WHAT IS REQUIRED => Going line by line through the entries, count those containing "GraphContext" and state only the result.

THE DATA =>
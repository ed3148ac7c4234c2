//! Graph module for degree-based vertex equivalence.
//!
//! This module provides the [`DegreeEquivalenceComparator`], the
//! [`GraphContext`] it evaluates vertices against, and [`LabeledGraph`], a
//! petgraph-backed graph with string-labelled vertices.
//!
//! # Example
//!
//! ```rust
//! use isoprune::graph::{GraphKind, LabeledGraph};
//!
//! let path = LabeledGraph::from_edges(GraphKind::Undirected, &[("a", "b"), ("b", "c"), ("c", "d")]);
//! let star = LabeledGraph::from_edges(GraphKind::Undirected, &[("h", "x"), ("h", "y"), ("h", "z")]);
//!
//! // Same size, different degree classes: cannot be isomorphic.
//! assert!(!path.compare_classes(&star).unwrap().is_compatible());
//! ```

mod context;
mod degree;
mod labeled;

pub use context::{
    DegreeError, DegreeResult, DirectedDegree, GraphContext, GraphKind, UndirectedDegree,
};
pub use degree::{DegreeEquivalenceComparator, DegreePair};
pub use labeled::LabeledGraph;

RESPONSE BOX => 2